//! The probability table: disease priors and per-disease symptom conditionals
//! estimated from a labeled case table with additive smoothing.
//!
//! The table is immutable once built and is shared read-only by every session.
//! Lookups by name never fail. Names the table does not know resolve through
//! a single `UnknownEntityPolicy`.

use crate::data::{DataError, Dataset, LabeledData};
use ahash::AHashMap;
use ndarray::{Array1, Array2, ArrayView1, ArrayView2};

/// Default additive smoothing constant (Laplace smoothing).
pub const DEFAULT_SMOOTHING: f64 = 1.0;

/// Conventional name of the label column in symptom/disease case tables.
pub const DEFAULT_LABEL_COLUMN: &str = "prognosis";

const PRIOR_SUM_TOLERANCE: f64 = 1e-9;

/// Fallback values returned for diseases or symptoms the table does not know.
#[derive(Debug, Clone, Copy, PartialEq)]
pub struct UnknownEntityPolicy {
    /// P(symptom=1 | disease) for any unknown (disease, symptom) pair.
    pub conditional: f64,
}

impl Default for UnknownEntityPolicy {
    fn default() -> Self {
        // Maximally uninformative: the likelihood is the same for both answers.
        Self { conditional: 0.5 }
    }
}

impl UnknownEntityPolicy {
    pub fn conditional(&self) -> f64 {
        self.conditional
    }

    /// Uniform prior over `num_diseases`.
    pub fn prior(&self, num_diseases: usize) -> f64 {
        if num_diseases == 0 {
            0.0
        } else {
            1.0 / num_diseases as f64
        }
    }
}

#[derive(Debug, Clone)]
pub struct ProbabilityTable {
    diseases: Vec<String>,
    symptoms: Vec<String>,
    disease_index: AHashMap<String, usize>,
    symptom_index: AHashMap<String, usize>,
    priors: Array1<f64>,
    /// Shape [n_diseases, n_symptoms].
    conditionals: Array2<f64>,
    smoothing: f64,
    policy: UnknownEntityPolicy,
}

/// Builds a probability table from a case table.
///
/// Diseases are the sorted unique labels; symptoms keep their column order.
/// `prior(d) = count(d) / N` and
/// `conditional(d, s) = (count(s=1, label=d) + α) / (count(label=d) + 2α)`.
pub fn build_table(
    dataset: &Dataset,
    label_column: &str,
    smoothing: f64,
) -> Result<ProbabilityTable, DataError> {
    if !smoothing.is_finite() || smoothing <= 0.0 {
        return Err(DataError::InvalidSmoothing(smoothing));
    }
    let labeled = dataset.labeled(label_column)?;
    ProbabilityTable::from_labeled(&labeled, smoothing)
}

impl ProbabilityTable {
    pub fn from_labeled(data: &LabeledData, smoothing: f64) -> Result<Self, DataError> {
        if !smoothing.is_finite() || smoothing <= 0.0 {
            return Err(DataError::InvalidSmoothing(smoothing));
        }
        if data.labels.is_empty() {
            return Err(DataError::EmptyDataset);
        }

        let mut diseases: Vec<String> = data.labels.clone();
        diseases.sort();
        diseases.dedup();
        let disease_index = index_of(&diseases);

        let n_rows = data.labels.len();
        let n_symptoms = data.symptoms.len();
        let mut case_counts = Array1::<f64>::zeros(diseases.len());
        let mut positive_counts = Array2::<f64>::zeros((diseases.len(), n_symptoms));

        for (row, label) in data.labels.iter().enumerate() {
            let d = disease_index[label.as_str()];
            case_counts[d] += 1.0;
            let flags = data.flags.row(row);
            let mut positives = positive_counts.row_mut(d);
            for (count, &flag) in positives.iter_mut().zip(flags.iter()) {
                *count += f64::from(flag);
            }
        }

        let priors = case_counts.mapv(|c| c / n_rows as f64);

        let mut conditionals = positive_counts;
        for (d, mut row) in conditionals.outer_iter_mut().enumerate() {
            let denominator = case_counts[d] + 2.0 * smoothing;
            row.mapv_inplace(|count| (count + smoothing) / denominator);
        }

        log::info!(
            "Built probability table: {} diseases, {} symptoms from {} cases (smoothing {})",
            diseases.len(),
            n_symptoms,
            n_rows,
            smoothing
        );

        Ok(Self {
            symptom_index: index_of(&data.symptoms),
            symptoms: data.symptoms.clone(),
            disease_index,
            diseases,
            priors,
            conditionals,
            smoothing,
            policy: UnknownEntityPolicy::default(),
        })
    }

    /// Assembles a table from already-estimated probabilities.
    ///
    /// Priors must be non-negative and sum to 1; every conditional must lie in (0, 1).
    pub fn from_parts(
        diseases: Vec<String>,
        symptoms: Vec<String>,
        priors: Array1<f64>,
        conditionals: Array2<f64>,
    ) -> Result<Self, DataError> {
        if priors.len() != diseases.len() {
            return Err(DataError::InconsistentTable(format!(
                "{} priors for {} diseases",
                priors.len(),
                diseases.len()
            )));
        }
        if conditionals.dim() != (diseases.len(), symptoms.len()) {
            return Err(DataError::InconsistentTable(format!(
                "conditional matrix has shape {:?}, expected ({}, {})",
                conditionals.dim(),
                diseases.len(),
                symptoms.len()
            )));
        }
        if priors.iter().any(|&p| !p.is_finite() || p < 0.0) {
            return Err(DataError::InconsistentTable(
                "priors must be finite and non-negative".to_string(),
            ));
        }
        let total: f64 = priors.sum();
        if (total - 1.0).abs() > PRIOR_SUM_TOLERANCE {
            return Err(DataError::InconsistentTable(format!(
                "priors sum to {total}, expected 1"
            )));
        }
        if conditionals.iter().any(|&c| !(c > 0.0 && c < 1.0)) {
            return Err(DataError::InconsistentTable(
                "every conditional must lie strictly between 0 and 1".to_string(),
            ));
        }

        let disease_index = index_of(&diseases);
        let symptom_index = index_of(&symptoms);
        if disease_index.len() != diseases.len() || symptom_index.len() != symptoms.len() {
            return Err(DataError::InconsistentTable(
                "disease and symptom names must be unique".to_string(),
            ));
        }

        Ok(Self {
            diseases,
            symptoms,
            disease_index,
            symptom_index,
            priors,
            conditionals,
            smoothing: 0.0,
            policy: UnknownEntityPolicy::default(),
        })
    }

    pub fn with_policy(mut self, policy: UnknownEntityPolicy) -> Self {
        self.policy = policy;
        self
    }

    pub fn policy(&self) -> &UnknownEntityPolicy {
        &self.policy
    }

    pub fn diseases(&self) -> &[String] {
        &self.diseases
    }

    pub fn symptoms(&self) -> &[String] {
        &self.symptoms
    }

    pub fn num_diseases(&self) -> usize {
        self.diseases.len()
    }

    pub fn num_symptoms(&self) -> usize {
        self.symptoms.len()
    }

    /// Smoothing constant used at construction; 0 for tables assembled from parts.
    pub fn smoothing(&self) -> f64 {
        self.smoothing
    }

    pub fn disease_index(&self, disease: &str) -> Option<usize> {
        self.disease_index.get(disease).copied()
    }

    pub fn symptom_index(&self, symptom: &str) -> Option<usize> {
        self.symptom_index.get(symptom).copied()
    }

    pub fn is_disease(&self, name: &str) -> bool {
        self.disease_index.contains_key(name)
    }

    pub fn is_symptom(&self, name: &str) -> bool {
        self.symptom_index.contains_key(name)
    }

    /// P(disease). Unknown diseases get the uniform prior.
    pub fn prior(&self, disease: &str) -> f64 {
        match self.disease_index(disease) {
            Some(d) => self.priors[d],
            None => self.policy.prior(self.diseases.len()),
        }
    }

    /// P(symptom=1 | disease). Unknown pairs get the policy fallback.
    pub fn conditional(&self, disease: &str, symptom: &str) -> f64 {
        match (self.disease_index(disease), self.symptom_index(symptom)) {
            (Some(d), Some(s)) => self.conditionals[[d, s]],
            _ => self.policy.conditional(),
        }
    }

    pub fn priors(&self) -> ArrayView1<'_, f64> {
        self.priors.view()
    }

    pub fn conditionals(&self) -> ArrayView2<'_, f64> {
        self.conditionals.view()
    }

    /// P(symptom=1 | d) for every disease, in disease order.
    pub fn symptom_column(&self, symptom_idx: usize) -> ArrayView1<'_, f64> {
        self.conditionals.column(symptom_idx)
    }

    /// Like `symptom_column`, but by name; unknown symptoms yield the fallback for every disease.
    pub fn likelihood_of_presence(&self, symptom: &str) -> Array1<f64> {
        match self.symptom_index(symptom) {
            Some(s) => self.conditionals.column(s).to_owned(),
            None => Array1::from_elem(self.diseases.len(), self.policy.conditional()),
        }
    }
}

fn index_of(names: &[String]) -> AHashMap<String, usize> {
    names
        .iter()
        .enumerate()
        .map(|(i, name)| (name.clone(), i))
        .collect()
}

### Required action
From the very first line of the data through the line with "pub const DEFAULT_SMOOTHING: f64 = 1.0;" in it, please reproduce each line exactly and output nothing more.

### Answer to this task
//! The probability table: disease priors and per-disease symptom conditionals
//! estimated from a labeled case table with additive smoothing.
//!
//! The table is immutable once built and is shared read-only by every session.
//! Lookups by name never fail. Names the table does not know resolve through
//! a single `UnknownEntityPolicy`.

use crate::data::{DataError, Dataset, LabeledData};
use ahash::AHashMap;
use ndarray::{Array1, Array2, ArrayView1, ArrayView2};

/// Default additive smoothing constant (Laplace smoothing).
pub const DEFAULT_SMOOTHING: f64 = 1.0;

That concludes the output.